▸ Instructions to follow
If a line contains "pub struct ReplyMessage", it is the last one to write out; begin with the first line of the records and copy each exactly.

(Source records)
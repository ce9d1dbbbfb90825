//! One-shot reply collection: wait for the next qualifying message in a
//! channel, bounded by a timeout. Exactly one of {reply, timeout} resolves
//! the collector; late arrivals after resolution are ignored by the router.

use std::sync::Arc;
use std::time::Duration;

use serenity::model::channel::Message;
use serenity::model::id::{ChannelId, UserId};
use tokio::sync::oneshot;

use super::router::InteractionRouter;

pub const DEFAULT_REPLY_TIMEOUT: Duration = Duration::from_secs(5 * 60);

/// The slice of an inbound message the interactive workflows care about.
#[derive(Debug, Clone, PartialEq, Eq)]
pub struct ReplyMessage {
    pub channel: ChannelId,
    pub author: UserId,
    pub content: String,
}

impl From<&Message> for ReplyMessage {
    fn from(message: &Message) -> Self {
        ReplyMessage {
            channel: message.channel_id,
            author: message.author.id,
            content: message.content.clone(),
        }
    }
}

/// Waits for at most one qualifying message. The oneshot channel is the
/// single-resolution guard: once this side resolves (either way), the
/// router drops the registration and further messages pass through.
pub struct ReplyCollector {
    router: Arc<InteractionRouter>,
    waiter_id: u64,
    rx: oneshot::Receiver<ReplyMessage>,
    timeout: Duration,
}

impl ReplyCollector {
    /// Registers a waiter on `channel`, optionally restricted to messages
    /// authored by `author`. Uses the default five minute timeout.
    pub async fn register(
        router: &Arc<InteractionRouter>,
        channel: ChannelId,
        author: Option<UserId>,
    ) -> Self {
        let (tx, rx) = oneshot::channel();
        let waiter_id = router.add_waiter(channel, author, tx).await;
        ReplyCollector {
            router: router.clone(),
            waiter_id,
            rx,
            timeout: DEFAULT_REPLY_TIMEOUT,
        }
    }

    pub fn timeout(mut self, timeout: Duration) -> Self {
        self.timeout = timeout;
        self
    }

    /// Resolves with the first qualifying message, or `None` once the
    /// timeout elapses without one.
    pub async fn next_reply(self) -> Option<ReplyMessage> {
        let ReplyCollector {
            router,
            waiter_id,
            rx,
            timeout,
        } = self;
        match tokio::time::timeout(timeout, rx).await {
            Ok(Ok(reply)) => Some(reply),
            // Sender dropped without a message; treat as never-qualifying.
            Ok(Err(_)) => None,
            Err(_) => {
                router.cancel_waiter(waiter_id).await;
                None
            }
        }
    }
}
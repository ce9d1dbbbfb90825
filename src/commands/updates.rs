//! The `updates` command: airing notifications for the linked account.

use std::sync::Arc;

use async_trait::async_trait;
use chrono::{DateTime, Utc};
use serenity::builder::{CreateEmbed, CreateMessage};
use serenity::model::channel::Message;
use serenity::prelude::Context;

use super::registry::{Command, CommandHandler, CommandInfo, HelpInfo, Module};
use crate::anilist::{display_title, AiringNotification, Viewer};
use crate::model::AppState;
use crate::ui::style;

pub struct UpdatesModule;

impl Module for UpdatesModule {
    fn name(&self) -> &'static str {
        "updates"
    }

    fn commands(&self) -> Vec<Command> {
        vec![Command::new(
            CommandInfo::new("updates").help(HelpInfo {
                short_desc: "Get updates for airing anime you follow.",
                long_desc: Some("Requires AniList account connection."),
                examples: &["updates"],
                ..Default::default()
            }),
            Arc::new(UpdatesCommand),
        )]
    }
}

struct UpdatesCommand;

#[async_trait]
impl CommandHandler for UpdatesCommand {
    async fn run(&self, ctx: &Context, msg: &Message, _args: &[String]) -> anyhow::Result<()> {
        let Some(state) = AppState::from_ctx(ctx).await else {
            return Ok(());
        };
        let Some(connection) = state.store.get(msg.author.id).await? else {
            msg.channel_id
                .send_message(
                    &ctx.http,
                    CreateMessage::new().embed(style::error_embed(
                        "Account not connected",
                        "You must connect your AniList account to use this command.",
                    )),
                )
                .await?;
            return Ok(());
        };
        let viewer = state.anilist.viewer(&connection.token).await.ok();
        let notifications = state
            .anilist
            .airing_notifications(&connection.token, 0)
            .await?;
        let embed = updates_embed(&notifications, viewer.as_ref(), Utc::now());
        msg.channel_id
            .send_message(&ctx.http, CreateMessage::new().embed(embed))
            .await?;
        Ok(())
    }
}

pub fn updates_embed(
    notifications: &[AiringNotification],
    viewer: Option<&Viewer>,
    now: DateTime<Utc>,
) -> CreateEmbed {
    let fields: Vec<(String, String, bool)> = notifications
        .iter()
        .filter_map(|notification| {
            let media = notification.media.as_ref()?;
            let aired = notification
                .created_at
                .and_then(|secs| DateTime::<Utc>::from_timestamp(secs, 0))
                .map_or_else(|| "recently".to_string(), |date| time_ago(date, now));
            Some((
                display_title(&media.title, viewer),
                format!(
                    "Episode {} aired {aired}",
                    notification.episode.unwrap_or(0)
                ),
                false,
            ))
        })
        .collect();

    let mut embed = CreateEmbed::new()
        .title("Your anime updates")
        .color(style::COLOR_INFO);
    if fields.is_empty() {
        embed = embed.description("No recent updates for the anime you follow.");
    } else {
        embed = embed.fields(fields);
    }
    embed
}

/// "2 hours ago" style rendering of the span between two instants.
pub fn time_ago(then: DateTime<Utc>, now: DateTime<Utc>) -> String {
    let delta = now.signed_duration_since(then);
    let seconds = delta.num_seconds().max(0);
    let minutes = seconds / 60;
    let hours = minutes / 60;
    let days = hours / 24;
    let weeks = days / 7;
    let months = days / 30;

    let plural = |value: i64, label: &str| {
        if value == 1 {
            format!("{value} {label} ago")
        } else {
            format!("{value} {label}s ago")
        }
    };

    if months > 0 {
        plural(months, "month")
    } else if weeks > 0 {
        plural(weeks, "week")
    } else if days > 0 {
        plural(days, "day")
    } else if hours > 0 {
        plural(hours, "hour")
    } else if minutes > 0 {
        plural(minutes, "minute")
    } else {
        plural(seconds, "second")
    }
}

▸ Response box
repository ce9d1dbbbfb90825
//! One-shot reply collection: wait for the next qualifying message in a
//! channel, bounded by a timeout. Exactly one of {reply, timeout} resolves
//! the collector; late arrivals after resolution are ignored by the router.

use std::sync::Arc;
use std::time::Duration;

use serenity::model::channel::Message;
use serenity::model::id::{ChannelId, UserId};
use tokio::sync::oneshot;

use super::router::InteractionRouter;

pub const DEFAULT_REPLY_TIMEOUT: Duration = Duration::from_secs(5 * 60);

/// The slice of an inbound message the interactive workflows care about.
#[derive(Debug, Clone, PartialEq, Eq)]
pub struct ReplyMessage {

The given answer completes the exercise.